Elasticsearch open inference API adds Amazon Bedrock support

The Elasticsearch open inference API enables developers to create inference endpoints and use machine learning models from leading providers. Starting today, models hosted on Amazon Bedrock will be available via the Elasticsearch Open Inference API. Now developers building RAG applications using the Elasticsearch vector database can store and use embeddings generated from models hosted on Amazon Bedrock (such as Amazon Titan, Anthropic Claude, Cohere Command R, and others). Bedrock integration with open inference API offers a consistent way of interacting with different AI models, such as text embeddings and chat completion, simplifying the development process with Elasticsearch.

  • pick a model from Amazon Bedrock
  • create and use an inference endpoint in Elasticsearch
  • use the model as part of an inference pipeline

Using a Base Model in Amazon Bedrock

This walkthrough assumes you already have an AWS Account with access to Amazon Bedrock - a fully managed hosted models service that makes foundation models available through a unified API.
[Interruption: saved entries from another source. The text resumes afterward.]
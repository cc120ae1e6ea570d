//! Trajectory layout migration
//!
//! Older exports stored fewer columns: a single brake channel, and in the oldest
//! files no acceleration or lap column. Loading such a file maps it onto the current
//! [`TrajectoryRow`] and reports what had to be synthesized.

use serde::{Deserialize, Serialize};

use super::laps::lap_starts;
use super::TrajectoryRow;
use crate::error::{PipelineError, Result};

/// Lapdist drop used to rebuild lap numbers for layouts without a lap column
const LEGACY_LAP_DROP: f64 = 100.0;

/// Column layouts a trajectory file may use
#[derive(Debug, Clone, Copy, PartialEq, Eq, Serialize, Deserialize)]
pub enum TrajectoryLayout {
    /// x, y, speed, lapdist, brake, gear, steering, heading
    Basic8,
    /// Basic8 plus accel_norm
    WithAccel9,
    /// WithAccel9 plus lap
    SingleBrake10,
    /// Current layout with split brake channels
    Current11,
}

impl TrajectoryLayout {
    /// Layout for a stored column count
    pub fn from_columns(columns: u16) -> Result<Self> {
        match columns {
            8 => Ok(Self::Basic8),
            9 => Ok(Self::WithAccel9),
            10 => Ok(Self::SingleBrake10),
            11 => Ok(Self::Current11),
            other => Err(PipelineError::UnsupportedLayout(other)),
        }
    }

    /// Stored column count
    pub fn columns(&self) -> usize {
        match self {
            Self::Basic8 => 8,
            Self::WithAccel9 => 9,
            Self::SingleBrake10 => 10,
            Self::Current11 => 11,
        }
    }
}

/// What a load-time migration changed
#[derive(Debug, Clone, PartialEq, Serialize, Deserialize)]
pub struct MigrationReport {
    /// Layout found in the file
    pub source_layout: TrajectoryLayout,
    /// Current columns copied from another stored column
    pub duplicated: Vec<String>,
    /// Current columns computed or zero-filled
    pub synthesized: Vec<String>,
}

impl MigrationReport {
    /// Report for a file already in the current layout
    pub fn empty() -> Self {
        Self {
            source_layout: TrajectoryLayout::Current11,
            duplicated: Vec::new(),
            synthesized: Vec::new(),
        }
    }

    /// Check if the file needed any migration
    pub fn has_changes(&self) -> bool {
        !self.duplicated.is_empty() || !self.synthesized.is_empty()
    }

    /// One-line description for logs
    pub fn summary(&self) -> String {
        if !self.has_changes() {
            return "current layout, no migration".to_string();
        }
        let mut parts = vec![format!("migrated from {:?}", self.source_layout)];
        if !self.duplicated.is_empty() {
            parts.push(format!("copied: {}", self.duplicated.join(", ")));
        }
        if !self.synthesized.is_empty() {
            parts.push(format!("synthesized: {}", self.synthesized.join(", ")));
        }
        parts.join("; ")
    }
}

/// Map row-major values in `layout` onto current rows
pub fn migrate(layout: TrajectoryLayout, values: &[f64]) -> (Vec<TrajectoryRow>, MigrationReport) {
    let width = layout.columns();
    if layout == TrajectoryLayout::Current11 {
        let rows = values
            .chunks_exact(width)
            .map(|c| {
                let mut arr = [0.0; 11];
                arr.copy_from_slice(c);
                TrajectoryRow::from_array(arr)
            })
            .collect();
        return (rows, MigrationReport::empty());
    }

    let mut rows: Vec<TrajectoryRow> = values
        .chunks_exact(width)
        .map(|c| TrajectoryRow {
            x: c[0],
            y: c[1],
            speed: c[2],
            lapdist: c[3],
            brake_front: c[4],
            brake_rear: c[4],
            gear: c[5],
            steering_deg: c[6],
            heading_rad: c[7],
            accel_norm: c.get(8).copied().unwrap_or(0.0),
            lap: c.get(9).copied().unwrap_or(0.0),
        })
        .collect();

    let mut report = MigrationReport {
        source_layout: layout,
        duplicated: vec!["brake_front".to_string(), "brake_rear".to_string()],
        synthesized: Vec::new(),
    };
    if width < 9 {
        report.synthesized.push("accel_norm".to_string());
    }
    if width < 10 {
        let lapdist: Vec<f64> = rows.iter().map(|r| r.lapdist).collect();
        let starts = lap_starts(&lapdist, LEGACY_LAP_DROP);
        for (k, &start) in starts.iter().enumerate() {
            let end = starts.get(k + 1).copied().unwrap_or(rows.len());
            for row in &mut rows[start..end] {
                row.lap = (k + 1) as f64;
            }
        }
        report.synthesized.push("lap".to_string());
    }
    (rows, report)
}

#[cfg(test)]
mod tests {
    use super::*;

    #[test]
    fn test_single_brake_layout() {
        let values = [1.0, 2.0, 30.0, 40.0, 0.6, 3.0, -5.0, 0.1, 0.4, 2.0];
        let (rows, report) = migrate(TrajectoryLayout::SingleBrake10, &values);
        assert_eq!(rows.len(), 1);
        assert_eq!(rows[0].brake_front, 0.6);
        assert_eq!(rows[0].brake_rear, 0.6);
        assert_eq!(rows[0].lap, 2.0);
        assert_eq!(rows[0].accel_norm, 0.4);
        assert!(report.has_changes());
        assert!(report.synthesized.is_empty());
    }

    #[test]
    fn test_basic_layout_rebuilds_laps() {
        let lapdist = [0.0, 800.0, 1600.0, 10.0, 900.0, 20.0];
        let values: Vec<f64> = lapdist
            .iter()
            .flat_map(|&ld| [0.0, 0.0, 10.0, ld, 0.0, 2.0, 0.0, 0.0])
            .collect();
        let (rows, report) = migrate(TrajectoryLayout::Basic8, &values);
        let laps: Vec<f64> = rows.iter().map(|r| r.lap).collect();
        assert_eq!(laps, vec![1.0, 1.0, 1.0, 2.0, 2.0, 3.0]);
        assert_eq!(report.synthesized, vec!["accel_norm".to_string(), "lap".to_string()]);
        assert!(report.summary().contains("Basic8"));
    }

    #[test]
    fn test_unknown_layout() {
        assert!(matches!(
            TrajectoryLayout::from_columns(7),
            Err(PipelineError::UnsupportedLayout(7))
        ));
        assert_eq!(TrajectoryLayout::from_columns(11).unwrap().columns(), 11);
        assert!(!MigrationReport::empty().has_changes());
    }
}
From Amazon Bedrock in AWS Console, make sure that you do have access to Amazon Titan Embeddings G1 - Text model. You can check that by going to Amazon Bedrock service in AWS Console and checking for _Model access. _If you don’t have access, you can request it through _Modify model access _from Amazon Bedrock service in AWS Console.

Amazon Bedrock Model Access

Amazon provides extensive IAM policies to control permissions and access to the models. From within IAM, you’ll also need to create a pair of access and secret keys that allow programmatic access to Amazon Bedrock for your Elasticsearch inference endpoint to communicate.

Creating an Inference API Endpoint in Elasticsearch

Once your model is deployed, we can create an endpoint for your inference task in Elasticsearch. For the examples below, we are using the Amazon Titan Text base model to perform inference for chat completion.

In Elasticsearch, create your endpoint by providing the service as “amazonbedrock”, and the service settings including your region, the provider, the model (either the base model ID, or if you’ve created a custom model, the ARN for it), and your access and secret keys to access Amazon Bedrock. In our example, as we’re using Amazon Titan Text, we’ll specify “amazontitan” as the provider, and “amazon.titan-text-premier-v1:0” as the model id.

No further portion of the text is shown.